What follows is a listing to be repeated in full and without alteration.

::: Given entries

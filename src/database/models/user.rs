use chrono::{DateTime, Utc};
use serde::{Deserialize, Serialize};
use sqlx::FromRow;
use uuid::Uuid;

use crate::roles::{self, Role};

#[derive(Debug, Clone, Copy, PartialEq, Eq, Serialize, Deserialize)]
#[serde(rename_all = "SCREAMING_SNAKE_CASE")]
pub enum UserStatus {
    Active,
    Archived,
}

impl UserStatus {
    pub fn from_wire(s: &str) -> Option<UserStatus> {
        match s {
            "ACTIVE" => Some(UserStatus::Active),
            "ARCHIVED" => Some(UserStatus::Archived),
            _ => None,
        }
    }

    pub fn as_wire(&self) -> &'static str {
        match self {
            UserStatus::Active => "ACTIVE",
            UserStatus::Archived => "ARCHIVED",
        }
    }
}

#[derive(Debug, Clone, Serialize, Deserialize, FromRow)]
pub struct User {
    pub id: Uuid,
    pub email: String,
    pub name: String,
    pub status: String,
    pub base_roles: Vec<String>,
    pub department: Option<String>,
    pub created_at: DateTime<Utc>,
    pub updated_at: DateTime<Utc>,
}

impl User {
    /// Typed view of the stored role list. Unknown strings are dropped,
    /// so a corrupted row can only lose privilege, never gain it.
    pub fn roles(&self) -> Vec<Role> {
        roles::roles_from_wire(&self.base_roles)
    }

    pub fn is_active(&self) -> bool {
        UserStatus::from_wire(&self.status) == Some(UserStatus::Active)
    }

    pub fn holds(&self, role: Role) -> bool {
        self.roles().contains(&role)
    }

    /// True when FACULTY is the user's only base role, the shape the
    /// delegated-promotion flow requires of its subject.
    pub fn is_faculty_only(&self) -> bool {
        self.roles() == [Role::Faculty]
    }
}

#[cfg(test)]
mod tests {
    use super::*;
    use chrono::Utc;

    fn user_with_roles(stored: &[&str]) -> User {
        User {
            id: Uuid::new_v4(),
            email: "f1@example.edu".into(),
            name: "F One".into(),
            status: "ACTIVE".into(),
            base_roles: stored.iter().map(|s| s.to_string()).collect(),
            department: None,
            created_at: Utc::now(),
            updated_at: Utc::now(),
        }
    }

    #[test]
    fn unknown_stored_role_is_dropped() {
        let user = user_with_roles(&["FACULTY", "WIZARD"]);
        assert_eq!(user.roles(), vec![Role::Faculty]);
        assert!(user.is_faculty_only());
    }

    #[test]
    fn faculty_only_requires_exactly_faculty() {
        assert!(user_with_roles(&["FACULTY"]).is_faculty_only());
        assert!(!user_with_roles(&["FACULTY", "ACADEMIC_HEAD"]).is_faculty_only());
        assert!(!user_with_roles(&["ADMIN"]).is_faculty_only());
    }

    #[test]
    fn archived_user_is_not_active() {
        let mut user = user_with_roles(&["FACULTY"]);
        user.status = "ARCHIVED".into();
        assert!(!user.is_active());
    }
}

::::::

**Answer space**
filename src/database/models/user.rs
use chrono::{DateTime, Utc};
use serde::{Deserialize, Serialize};
use sqlx::FromRow;
use uuid::Uuid;

use crate::roles::{self, Role};

#[derive(Debug, Clone, Copy, PartialEq, Eq, Serialize, Deserialize)]
#[serde(rename_all = "SCREAMING_SNAKE_CASE")]
pub enum UserStatus {
    Active,
    Archived,
}

impl UserStatus {
    pub fn from_wire(s: &str) -> Option<UserStatus> {
        match s {
            "ACTIVE" => Some(UserStatus::Active),
            "ARCHIVED" => Some(UserStatus::Archived),
            _ => None,
        }
    }

    pub fn as_wire(&self) -> &'static str {
        match self {
            UserStatus::Active => "ACTIVE",
            UserStatus::Archived => "ARCHIVED",
        }
    }
}

#[derive(Debug, Clone, Serialize, Deserialize, FromRow)]
pub struct User {
    pub id: Uuid,
    pub email: String,
    pub name: String,
    pub status: String,
    pub base_roles: Vec<String>,
    pub department: Option<String>,
    pub created_at: DateTime<Utc>,
    pub updated_at: DateTime<Utc>,
}

impl User {
    /// Typed view of the stored role list. Unknown strings are dropped,
    /// so a corrupted row can only lose privilege, never gain it.
    pub fn roles(&self) -> Vec<Role> {
        roles::roles_from_wire(&self.base_roles)
    }

    pub fn is_active(&self) -> bool {
        UserStatus::from_wire(&self.status) == Some(UserStatus::Active)
    }

    pub fn holds(&self, role: Role) -> bool {
        self.roles().contains(&role)
    }

    /// True when FACULTY is the user's only base role, the shape the
    /// delegated-promotion flow requires of its subject.
    pub fn is_faculty_only(&self) -> bool {
        self.roles() == [Role::Faculty]
    }
}

#[cfg(test)]
mod tests {
    use super::*;
    use chrono::Utc;

    fn user_with_roles(stored: &[&str]) -> User {
        User {
            id: Uuid::new_v4(),
            email: "f1@example.edu".into(),
            name: "F One".into(),
            status: "ACTIVE".into(),
            base_roles: stored.iter().map(|s| s.to_string()).collect(),
            department: None,
            created_at: Utc::now(),
            updated_at: Utc::now(),
        }
    }

    #[test]
    fn unknown_stored_role_is_dropped() {
        let user = user_with_roles(&["FACULTY", "WIZARD"]);
        assert_eq!(user.roles(), vec![Role::Faculty]);
        assert!(user.is_faculty_only());
    }

    #[test]
    fn faculty_only_requires_exactly_faculty() {
        assert!(user_with_roles(&["FACULTY"]).is_faculty_only());
        assert!(!user_with_roles(&["FACULTY", "ACADEMIC_HEAD"]).is_faculty_only());
        assert!(!user_with_roles(&["ADMIN"]).is_faculty_only());
    }

    #[test]
    fn archived_user_is_not_active() {
        let mut user = user_with_roles(&["FACULTY"]);
        user.status = "ARCHIVED".into();
        assert!(!user.is_active());
    }
}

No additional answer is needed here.